▸ **Work instruction**: Reproduce the records below exactly as shown.

▸ **Input material**:
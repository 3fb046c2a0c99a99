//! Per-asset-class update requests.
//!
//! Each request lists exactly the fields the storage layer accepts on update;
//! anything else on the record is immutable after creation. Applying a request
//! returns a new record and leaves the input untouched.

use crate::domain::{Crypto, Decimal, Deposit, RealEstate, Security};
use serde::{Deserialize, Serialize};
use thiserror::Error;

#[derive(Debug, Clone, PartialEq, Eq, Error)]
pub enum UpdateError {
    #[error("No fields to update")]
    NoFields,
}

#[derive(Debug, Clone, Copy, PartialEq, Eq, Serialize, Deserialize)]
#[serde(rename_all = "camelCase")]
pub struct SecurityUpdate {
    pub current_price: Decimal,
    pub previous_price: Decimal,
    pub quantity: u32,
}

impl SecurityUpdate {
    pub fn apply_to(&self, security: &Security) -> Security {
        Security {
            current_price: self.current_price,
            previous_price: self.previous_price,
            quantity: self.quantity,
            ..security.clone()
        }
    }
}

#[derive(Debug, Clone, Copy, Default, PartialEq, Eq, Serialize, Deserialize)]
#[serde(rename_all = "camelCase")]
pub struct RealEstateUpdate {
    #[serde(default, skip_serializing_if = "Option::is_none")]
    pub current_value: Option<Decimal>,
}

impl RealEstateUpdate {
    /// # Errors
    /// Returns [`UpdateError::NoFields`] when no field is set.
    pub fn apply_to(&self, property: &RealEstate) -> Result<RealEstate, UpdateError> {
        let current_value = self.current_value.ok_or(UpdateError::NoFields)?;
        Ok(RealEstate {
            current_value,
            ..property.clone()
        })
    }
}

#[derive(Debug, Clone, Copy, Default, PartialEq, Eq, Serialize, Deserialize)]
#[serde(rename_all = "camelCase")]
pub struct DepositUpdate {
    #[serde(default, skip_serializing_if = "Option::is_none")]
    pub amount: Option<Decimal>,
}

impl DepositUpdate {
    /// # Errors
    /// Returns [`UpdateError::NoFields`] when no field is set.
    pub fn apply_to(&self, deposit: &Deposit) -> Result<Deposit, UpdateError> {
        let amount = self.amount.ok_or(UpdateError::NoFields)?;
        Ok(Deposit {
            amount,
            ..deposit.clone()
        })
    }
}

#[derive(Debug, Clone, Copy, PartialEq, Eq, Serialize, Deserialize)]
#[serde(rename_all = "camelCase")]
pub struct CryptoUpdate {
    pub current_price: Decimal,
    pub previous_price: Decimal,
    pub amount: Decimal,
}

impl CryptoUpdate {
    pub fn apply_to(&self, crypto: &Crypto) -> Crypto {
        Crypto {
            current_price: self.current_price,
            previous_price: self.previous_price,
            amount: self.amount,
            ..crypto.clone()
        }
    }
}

▸ **Final answer**:
repository 3fb046c2a0c99a99
//! Per-asset-class update requests.
//!
//! Each request lists exactly the fields the storage layer accepts on update;
//! anything else on the record is immutable after creation. Applying a request
//! returns a new record and leaves the input untouched.

use crate::domain::{Crypto, Decimal, Deposit, RealEstate, Security};
use serde::{Deserialize, Serialize};
use thiserror::Error;

#[derive(Debug, Clone, PartialEq, Eq, Error)]
pub enum UpdateError {
    #[error("No fields to update")]
    NoFields,
}

#[derive(Debug, Clone, Copy, PartialEq, Eq, Serialize, Deserialize)]
#[serde(rename_all = "camelCase")]
pub struct SecurityUpdate {
    pub current_price: Decimal,
    pub previous_price: Decimal,
    pub quantity: u32,
}

impl SecurityUpdate {
    pub fn apply_to(&self, security: &Security) -> Security {
        Security {
            current_price: self.current_price,
            previous_price: self.previous_price,
            quantity: self.quantity,
            ..security.clone()
        }
    }
}

#[derive(Debug, Clone, Copy, Default, PartialEq, Eq, Serialize, Deserialize)]
#[serde(rename_all = "camelCase")]
pub struct RealEstateUpdate {
    #[serde(default, skip_serializing_if = "Option::is_none")]
    pub current_value: Option<Decimal>,
}

impl RealEstateUpdate {
    /// # Errors
    /// Returns [`UpdateError::NoFields`] when no field is set.
    pub fn apply_to(&self, property: &RealEstate) -> Result<RealEstate, UpdateError> {
        let current_value = self.current_value.ok_or(UpdateError::NoFields)?;
        Ok(RealEstate {
            current_value,
            ..property.clone()
        })
    }
}

#[derive(Debug, Clone, Copy, Default, PartialEq, Eq, Serialize, Deserialize)]
#[serde(rename_all = "camelCase")]
pub struct DepositUpdate {
    #[serde(default, skip_serializing_if = "Option::is_none")]
    pub amount: Option<Decimal>,
}

impl DepositUpdate {
    /// # Errors
    /// Returns [`UpdateError::NoFields`] when no field is set.
    pub fn apply_to(&self, deposit: &Deposit) -> Result<Deposit, UpdateError> {
        let amount = self.amount.ok_or(UpdateError::NoFields)?;
        Ok(Deposit {
            amount,
            ..deposit.clone()
        })
    }
}

#[derive(Debug, Clone, Copy, PartialEq, Eq, Serialize, Deserialize)]
#[serde(rename_all = "camelCase")]
pub struct CryptoUpdate {
    pub current_price: Decimal,
    pub previous_price: Decimal,
    pub amount: Decimal,
}

impl CryptoUpdate {
    pub fn apply_to(&self, crypto: &Crypto) -> Crypto {
        Crypto {
            current_price: self.current_price,
            previous_price: self.previous_price,
            amount: self.amount,
            ..crypto.clone()
        }
    }
}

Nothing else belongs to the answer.